In ads for BBQ contests, you may have seen various logos or "sanctioned by XXX"; what does this mean or imply about the contest? Basically, sanctioning means following certain rules and regulations, which are set up by various sanctioning bodies. In terms of determing a winner, the same scoring system is used at EVERY contest for that sanctioning body. This is appealing to cookers; they won't have to take the time to try and figure out how each and every contest they enter scores things.
Also, sanctioning lends a sense of credibility to a contest; cookers are reassured that the outcome will be fair and it will indeed be a BBQ contest, not a "whose turn is it to be called the champion" contest. Many times, groups of cookers wanting to have a BBQ contest will request that an organizer have the contest sanctioned - this gives the
contest an air of being fair to all entrants.
Please note - sanctioning a contest is NOT the same thing as getting a state championship proclamation! Often, the next step for an organizer after sanctioning a contest is getting a state championship proclamation, but this isn't always the case, and it isn't required. In Louisiana and Mississippi, the governors have issued "blanket" state championship proclamations which means that any contest with the required number of teams - 15 teams the first year, 25 teams the second and consecutive years - is considered a state championship.
All contests must have at least 10 teams entered to be BCA sanctioned.
BCA defines two types of contests, Traditional and Non-Traditional, in its rules. Both types contests are sanctioned by BCA. The only difference between the two types of contests is the allowed heat source. Cooks participating in a Traditional Contest are only allowed to use wood or wood/charcoal products as a heat source for cooking the three or more contested meats. Conversely, cooks participating in a Non- Traditional Contest are allowed to use any legal fuel or energy source including wood, wood/charcoal products, gas, or electric. These are no limitations as to a required number of contested meat categories for a Non-Traditional Contest. All other BCA rules will be followed.
During initial planning stages, promoters decide whether their contests will be traditional or non-traditional in format. This decision is based on the cook demographics in the local area, available contest space/utilities, available prize money, and other related factors. There is no one universal standard that can be used to make this decision.
As long as the minimum number of allowed cooks are present, 15 for a first year event and 25 for all other years, BCA traditional contest Grand Champions get invited to the draw for the Jack Danielís World Championship in Lynchburg, TN (October of each year) and the American Royal World Series of BBQ in Kansas City, MO (September of each year). For non-traditional contests, BCA Grand Champions of non-traditional contests Grand Champions can get invited to the American Royal invitational as long as meat categories involving chicken, pork and beef are all contested. These American Royal invitations also require the contest to have at least 15 participating cooks in the first year of an event or 25 cooks for every other year of an event.

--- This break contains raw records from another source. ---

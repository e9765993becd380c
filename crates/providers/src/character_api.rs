//! Character-card store backed by the host's HTTP API.
//!
//! Reads call `POST /api/characters/get` with the avatar file name; writes
//! call `POST /api/characters/merge-attributes` with the extension's blob
//! nested under `data.extensions.<extension>`.

use async_trait::async_trait;
use plotmaster_config::EXTENSION_NAME;
use plotmaster_core::error::HostError;
use plotmaster_core::host::CharacterStore;
use tracing::{debug, warn};

pub struct HttpCharacterStore {
    base_url: String,
    headers: reqwest::header::HeaderMap,
    client: reqwest::Client,
}

impl HttpCharacterStore {
    /// `base_url` is the host root, e.g. `http://127.0.0.1:8000`.
    pub fn new(base_url: impl Into<String>) -> Self {
        let client = reqwest::Client::builder()
            .timeout(std::time::Duration::from_secs(30))
            .build()
            .expect("Failed to create HTTP client");

        Self {
            base_url: base_url.into().trim_end_matches('/').to_string(),
            headers: reqwest::header::HeaderMap::new(),
            client,
        }
    }

    /// Send the host's CSRF token with every request.
    pub fn with_csrf_token(mut self, token: &str) -> Result<Self, HostError> {
        let value = reqwest::header::HeaderValue::from_str(token)
            .map_err(|e| HostError::InvalidPayload(format!("invalid CSRF token: {e}")))?;
        self.headers.insert("X-CSRF-Token", value);
        Ok(self)
    }

    async fn post(&self, path: &str, body: serde_json::Value) -> Result<reqwest::Response, HostError> {
        let url = format!("{}{}", self.base_url, path);
        let response = self
            .client
            .post(&url)
            .headers(self.headers.clone())
            .json(&body)
            .send()
            .await
            .map_err(|e| HostError::Unavailable(e.to_string()))?;

        let status = response.status();
        if !status.is_success() {
            let reason = response.text().await.unwrap_or_default();
            warn!(status = status.as_u16(), path, "Host API call failed");
            return Err(HostError::RequestFailed {
                status_code: status.as_u16(),
                reason,
            });
        }
        Ok(response)
    }
}

/// Build the merge-attributes payload for one character.
fn merge_payload(character: &str, data: serde_json::Value) -> serde_json::Value {
    serde_json::json!({
        "avatar": character,
        "data": { "extensions": { EXTENSION_NAME: data } },
    })
}

/// Pull the extension blob out of a full character card.
fn extract_blob(card: &serde_json::Value) -> Option<serde_json::Value> {
    card.pointer("/data/extensions")?
        .get(EXTENSION_NAME)
        .cloned()
}

#[async_trait]
impl CharacterStore for HttpCharacterStore {
    fn name(&self) -> &str {
        "http"
    }

    async fn extension_data(&self, character: &str) -> Result<Option<serde_json::Value>, HostError> {
        let response = self
            .post("/api/characters/get", serde_json::json!({ "avatar_url": character }))
            .await?;
        let card: serde_json::Value = response
            .json()
            .await
            .map_err(|e| HostError::InvalidPayload(e.to_string()))?;
        Ok(extract_blob(&card))
    }

    async fn merge_extension_data(&self, character: &str, data: serde_json::Value) -> Result<(), HostError> {
        self.post("/api/characters/merge-attributes", merge_payload(character, data))
            .await?;
        debug!(character, "Character card updated");
        Ok(())
    }
}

The best thing you can do is know your options, and in terms of getting information about them, one of the best resources available is the WWW. Many, if not all, BBQ sanctioning bodies have websites - several in the LA-TX area are listed on the "Helpful Links" page of this site - check them out and see which suits your needs the best. Most of the sites have a link called "Sanctioning" or "How to sanction your contest" or "Sanction request" that should get you started - but be prepared for it to take up to 3-6 months to get word that your contest has been sanctioned. Most sanctioning bodies require that you get your request for sanctioning in at least 90 days before the intended date of your contest; some bodies also require a guarantee of your prize money, in writing. Look thru various calendars on the WWW for information on what existing contests are held when before you submit your date, and take possible conflicts into consideration - especially with local festivals and events that may be held in your area. (Keep in mind that it's not unusual for a BBQ team to travel several hundred miles to attend a contest!) It's a good idea to look at it from the perspective of a potential entrant in your contest - what problems, if any, might they have with the date you selected? Some sanctioning bodies also have rules about just how close contests happening on the same weekend can be - this is mainly due to the fact that some areas don't have all that many BBQ cooks, and dividing that small number between contests will likely cause all those contests to be under attended.
Once you have sanctioning approved and a date and a flyer for your contest that has been approved by your sanctioning body, try and attend one or more contests in your area and introduce yourself to the cookers. Tell them about your contest and encourage them to attend! Cooks are much more likely to attend a new contest when they've met the organizer(s) instead of just seeing an announcement posted somewhere. Cooks are an excellent source of practical suggestions of dos and don'ts for your contest, in addition to what your sanctioning body tells you!